43 Jahrgänge des gleichen Weines – das gibt’s wirklich selten. Bertani lud kürzlich zu solch einem Glanzmoment. Alle bisher erzeugten Amarone Classico von 1958 – 2013 wurden verkostet.

Im Jahr 1857 gründeten die Brüder Giovan Battista und Gaetano Bertani das Weingut Bertani in Quinto di Valpantena, nördlich von Verona. Das Unternehmen zählt heute zu den renommiertesten Weingütern der Welt und besitzt Weinberge in den besten Lagen von Verona.

Hundert Jahre nach Gründung machte sich Bertani an ein neues Projekt. Aus dem traditionellen Süßwein des Gebietes, dem Recioto della Valpolicella, sollte ein großer trockener Rotwein kreiert werden, der Amarone della Valpolicella. 1958 war der erste Jahrgang. Es zeigte sich allerdings, dass der Markt noch nicht reif war für den trockenen Amarone – Bertani verkaufte in den ersten 20 Jahren nicht eine Flasche dieses Weines! Glücklicherweise glaubte man aber schon zu jener Zeit an dessen Erfolg und bewahrte die Flaschen auf, sodass Bertani heute über einen wahren Schatz an alten Jahrgängen verfügt. Insgesamt 600.000 Flaschen Amarone Classico lagern in den weitläufigen Kellern, von denen die meisten Jahrgänge auch noch käuflich zu erwerben sind.

Bei der einzigartigen Verkostung wurden 43 Jahrgänge angeboten, wobei der älteste aus dem Jahr 1958 stammt, der jüngste von 2013. Der Amarone Classico - bis zum Jahrgang 1990 hieß er noch »Recioto della Valpolicella Amarone Classico Superiore« - wird bei Bertani nur in den besten Jahrgängen eingekellert, sodass nicht jedes Jahr vertreten ist.

Was erstaunte, war die beeindruckende Frische gerade der alten Weine – die Jahrgänge 1958, 1962, 1964 und 1967 waren eine wahre Trinkfreude. Daneben lag der Fokus besonders auf dem jüngsten Jahrgang 2013, der hier vorgestellt wurde. Bei Bertani dauert es immer acht bis neun Jahre, bis der Amarone Classico auf den Markt kommt. Wie Andrea Lonardi, Direktor von Bertani erläuterte, wolle man die folgenden Jahrgänge erst nach 10 Jahren Reife in den Markt bringen.

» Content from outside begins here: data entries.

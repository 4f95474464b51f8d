use std::fmt;
use std::path::PathBuf;

use strum::Display;

/// Result type alias for operations that can fail during a transform run.
pub type TransformResult<T> = Result<T, TransformError>;

/// The four fatal error kinds a single file's transform can produce (spec §7).
///
/// There is no local recovery within a file: the first fatal error aborts
/// emission for that file so partial output is never written.
#[derive(Debug, Clone, PartialEq, Eq, Display)]
pub enum ErrorKind {
    /// Surface source failed to parse.
    #[strum(serialize = "ParseError")]
    Parse,
    /// The lowerer has no rule for an AST node kind that appears inside a
    /// CPS-transformed region (`for`, `try`, destructuring assignment, ...).
    #[strum(serialize = "UnsupportedConstruct")]
    UnsupportedConstruct,
    /// An invariant of the IR was violated while lowering (e.g. an `Assign`
    /// with more than one target, an attribute chain bottoming out in
    /// something other than a `Name`).
    #[strum(serialize = "StructuralAssertionFailure")]
    StructuralAssertionFailure,
    /// A file could not be opened, read, or written.
    #[strum(serialize = "IOError")]
    Io,
}

/// A fatal, file-scoped transform error, carrying the offending path and a
/// human-readable message naming the construct or condition at fault.
#[derive(Debug, Clone)]
pub struct TransformError {
    pub kind: ErrorKind,
    pub path: Option<PathBuf>,
    pub message: String,
}

impl TransformError {
    pub fn parse(message: impl fmt::Display) -> Self {
        Self {
            kind: ErrorKind::Parse,
            path: None,
            message: message.to_string(),
        }
    }

    pub fn unsupported(construct: impl fmt::Display) -> Self {
        Self {
            kind: ErrorKind::UnsupportedConstruct,
            path: None,
            message: format!("unsupported construct: {construct}"),
        }
    }

    pub fn structural(detail: impl fmt::Display) -> Self {
        Self {
            kind: ErrorKind::StructuralAssertionFailure,
            path: None,
            message: detail.to_string(),
        }
    }

    pub fn io(detail: impl fmt::Display) -> Self {
        Self {
            kind: ErrorKind::Io,
            path: None,
            message: detail.to_string(),
        }
    }

    /// Attaches the path this error occurred while processing, for
    /// diagnostics that span multiple files (the CLI driver calls this).
    pub fn with_path(mut self, path: impl Into<PathBuf>) -> Self {
        self.path = Some(path.into());
        self
    }
}

impl fmt::Display for TransformError {
    fn fmt(&self, f: &mut fmt::Formatter<'_>) -> fmt::Result {
        if let Some(path) = &self.path {
            write!(f, "{}: {}: {}", path.display(), self.kind, self.message)
        } else {
            write!(f, "{}: {}", self.kind, self.message)
        }
    }
}

impl std::error::Error for TransformError {}
//! Task store: the in-memory task table plus its persistence discipline.

use crate::codec::{self, CodecError};
use crate::types::{MAX_TASKS, Task, clip_description, now_secs};
use crate::vcs::{LogEntry, Vcs};
use eyre::{Context, Result};
use log::{debug, warn};
use std::fs;
use std::io::Write;
use std::path::{Path, PathBuf};
use tempfile::NamedTempFile;

/// Expected, recoverable store failures.
#[derive(Debug, Clone, Copy, PartialEq, Eq)]
pub enum StoreError {
    /// The store already holds the maximum number of tasks.
    CapacityExceeded,
    /// No task with the given id.
    NotFound(u32),
}

impl std::fmt::Display for StoreError {
    fn fmt(&self, f: &mut std::fmt::Formatter<'_>) -> std::fmt::Result {
        match self {
            StoreError::CapacityExceeded => {
                write!(f, "maximum number of tasks reached ({MAX_TASKS})")
            }
            StoreError::NotFound(id) => write!(f, "task with ID {id} not found"),
        }
    }
}

impl std::error::Error for StoreError {}

/// The authoritative, ordered task table.
///
/// Insertion order is storage order is display order. Every mutation
/// rewrites the backing file in full before it is reported as applied;
/// when the write fails the in-memory change is rolled back, so memory
/// never diverges from disk.
pub struct TaskStore {
    path: PathBuf,
    tasks: Vec<Task>,
    vcs: Option<Box<dyn Vcs>>,
    load_error: Option<CodecError>,
}

impl TaskStore {
    /// Open the store backed by `path`.
    ///
    /// An absent file yields an empty store. A corrupt file also yields an
    /// empty store, with the decode error retained (see [`Self::load_error`])
    /// so the caller can warn the user; startup proceeds either way.
    pub fn open(path: &Path) -> Result<Self> {
        let (tasks, load_error) = match fs::read(path) {
            Ok(bytes) => match codec::decode(&bytes) {
                Ok(tasks) => (tasks, None),
                Err(e) => {
                    warn!("task file {} is corrupt ({e}), starting empty", path.display());
                    (Vec::new(), Some(e))
                }
            },
            Err(e) if e.kind() == std::io::ErrorKind::NotFound => (Vec::new(), None),
            Err(e) => {
                return Err(e).context(format!("Failed to read task file {}", path.display()));
            }
        };

        Ok(Self {
            path: path.to_path_buf(),
            tasks,
            vcs: None,
            load_error,
        })
    }

    /// Attach a sidecar to be notified after each successful mutation.
    pub fn with_vcs(mut self, vcs: Box<dyn Vcs>) -> Self {
        self.vcs = Some(vcs);
        self
    }

    /// The decode error swallowed during [`Self::open`], if any.
    pub fn load_error(&self) -> Option<&CodecError> {
        self.load_error.as_ref()
    }

    /// All tasks in insertion order.
    pub fn tasks(&self) -> &[Task] {
        &self.tasks
    }

    /// Look up a task by id.
    pub fn get(&self, id: u32) -> Option<&Task> {
        self.tasks.iter().find(|t| t.id == id)
    }

    /// Append a new task and persist.
    ///
    /// Ids follow the last element: `last.id + 1`, or 1 for an empty
    /// store. Deleting the tail task therefore frees its id for the next
    /// add; the file format carries no separate counter.
    pub fn add(&mut self, description: &str) -> Result<Task> {
        if self.tasks.len() >= MAX_TASKS {
            return Err(eyre::eyre!(StoreError::CapacityExceeded));
        }

        let now = now_secs();
        let task = Task {
            id: self.tasks.last().map_or(1, |t| t.id + 1),
            description: clip_description(description),
            completed: false,
            created_at: now,
            updated_at: now,
        };

        self.tasks.push(task.clone());
        if let Err(e) = self.save() {
            self.tasks.pop();
            return Err(e);
        }

        self.notify(&format!("Add task {}: {}", task.id, task.description));
        Ok(task)
    }

    /// Replace a task's description and persist.
    pub fn edit(&mut self, id: u32, description: &str) -> Result<Task> {
        let idx = self.index_of(id)?;
        let previous = self.tasks[idx].clone();

        self.tasks[idx].description = clip_description(description);
        self.tasks[idx].updated_at = now_secs();

        if let Err(e) = self.save() {
            self.tasks[idx] = previous;
            return Err(e);
        }

        self.notify(&format!("Edit task {id}"));
        Ok(self.tasks[idx].clone())
    }

    /// Mark a task completed and persist. Completing an already-completed
    /// task succeeds and still bumps `updated_at`.
    pub fn complete(&mut self, id: u32) -> Result<Task> {
        let idx = self.index_of(id)?;
        let previous = self.tasks[idx].clone();

        self.tasks[idx].completed = true;
        self.tasks[idx].updated_at = now_secs();

        if let Err(e) = self.save() {
            self.tasks[idx] = previous;
            return Err(e);
        }

        self.notify(&format!("Complete task {id}"));
        Ok(self.tasks[idx].clone())
    }

    /// Remove a task, preserving the order of the rest, and persist.
    pub fn delete(&mut self, id: u32) -> Result<()> {
        let idx = self.index_of(id)?;
        let removed = self.tasks.remove(idx);

        if let Err(e) = self.save() {
            self.tasks.insert(idx, removed);
            return Err(e);
        }

        self.notify(&format!("Delete task {id}"));
        Ok(())
    }

    /// Query the sidecar for a task's snapshot history. Without a sidecar
    /// there is no history to report.
    pub fn history(&self, id: u32) -> Result<Vec<LogEntry>> {
        match &self.vcs {
            Some(vcs) => vcs.history(id),
            None => Ok(Vec::new()),
        }
    }

    fn index_of(&self, id: u32) -> Result<usize> {
        self.tasks
            .iter()
            .position(|t| t.id == id)
            .ok_or_else(|| eyre::eyre!(StoreError::NotFound(id)))
    }

    /// Rewrite the whole backing file: stage the encoded bytes into a temp
    /// file in the same directory, then rename it over the backing path.
    fn save(&self) -> Result<()> {
        let bytes = codec::encode(&self.tasks);

        let dir = match self.path.parent() {
            Some(p) if !p.as_os_str().is_empty() => p,
            _ => Path::new("."),
        };
        let mut staged = NamedTempFile::new_in(dir)
            .context(format!("Failed to stage write for {}", self.path.display()))?;
        staged.write_all(&bytes).context("Failed to write task records")?;
        staged.as_file().sync_all().context("Failed to sync task records")?;
        staged
            .persist(&self.path)
            .context(format!("Failed to replace {}", self.path.display()))?;

        debug!("persisted {} task(s) to {}", self.tasks.len(), self.path.display());
        Ok(())
    }

    fn notify(&self, message: &str) {
        if let Some(vcs) = &self.vcs
            && let Err(e) = vcs.snapshot(&self.path, message)
        {
            warn!("version control snapshot failed: {e}");
        }
    }
}

#[cfg(test)]
mod tests {
    use super::*;
    use tempfile::TempDir;

    fn setup_test_store() -> (TempDir, TaskStore) {
        let temp_dir = TempDir::new().unwrap();
        let store = TaskStore::open(&temp_dir.path().join("tasks.dat")).unwrap();
        (temp_dir, store)
    }

    #[test]
    fn test_add_and_get() {
        let (_temp_dir, mut store) = setup_test_store();

        let task = store.add("Test task").unwrap();
        assert_eq!(task.id, 1);
        assert!(!task.completed);
        assert_eq!(task.created_at, task.updated_at);

        let retrieved = store.get(task.id).unwrap();
        assert_eq!(retrieved.description, "Test task");
    }

    #[test]
    fn test_ids_follow_last_element() {
        let (_temp_dir, mut store) = setup_test_store();

        assert_eq!(store.add("one").unwrap().id, 1);
        assert_eq!(store.add("two").unwrap().id, 2);
        assert_eq!(store.add("three").unwrap().id, 3);

        // Deleting the tail frees its id for the next add.
        store.delete(3).unwrap();
        assert_eq!(store.add("three again").unwrap().id, 3);

        // Deleting from the middle does not.
        store.delete(2).unwrap();
        assert_eq!(store.add("four").unwrap().id, 4);
    }

    #[test]
    fn test_delete_preserves_order() {
        let (_temp_dir, mut store) = setup_test_store();

        store.add("one").unwrap();
        store.add("two").unwrap();
        store.add("three").unwrap();
        store.delete(2).unwrap();

        let ids: Vec<u32> = store.tasks().iter().map(|t| t.id).collect();
        assert_eq!(ids, vec![1, 3]);
    }

    #[test]
    fn test_edit_keeps_identity() {
        let (_temp_dir, mut store) = setup_test_store();

        let original = store.add("before").unwrap();
        let edited = store.edit(1, "after").unwrap();

        assert_eq!(edited.id, 1);
        assert_eq!(edited.description, "after");
        assert_eq!(edited.created_at, original.created_at);
        assert!(edited.updated_at >= original.updated_at);
    }

    #[test]
    fn test_description_clipped_on_add() {
        let (_temp_dir, mut store) = setup_test_store();

        let task = store.add(&"x".repeat(400)).unwrap();
        assert_eq!(task.description.len(), crate::types::MAX_DESC_BYTES);
    }

    #[test]
    fn test_open_missing_file_is_empty() {
        let (_temp_dir, store) = setup_test_store();
        assert!(store.tasks().is_empty());
        assert!(store.load_error().is_none());
    }
}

Erwähnenswert ist auch die Art und Weise, wie dieser Wein entsteht. Während es heutzutage üblich ist, die Trauben computergesteuert und mit speziellen Entfeuchtungsgeräten zu trocken, setzt Bertani beim Amarone Classico auf eine traditionelle Vorgehensweise: Nach der Lese werden die Trauben mehrere Monate auf Schilfmatten getrocknet, bevor sie gepresst und in einem großen Holzfass ausgebaut werden.

Unser Fazit der Verkostung: Der Amarone Classico von Bertani ist ein großer italienischer Rotwein, obwohl er im Unterschied zu vielen anderen Amarone-Weinen knochentrocken ist. Oder gerade weil, denn genau das macht ihn zum perfekten Essensbegleiter, etwa zu geschmortem Fleisch und Wild. Er ist ein wunderbarer Seelentröster für die dunkle Jahreszeit – jetzt kann er die Sonne und die Wärme, die er im Sommer eingefangen hat, wieder abgeben.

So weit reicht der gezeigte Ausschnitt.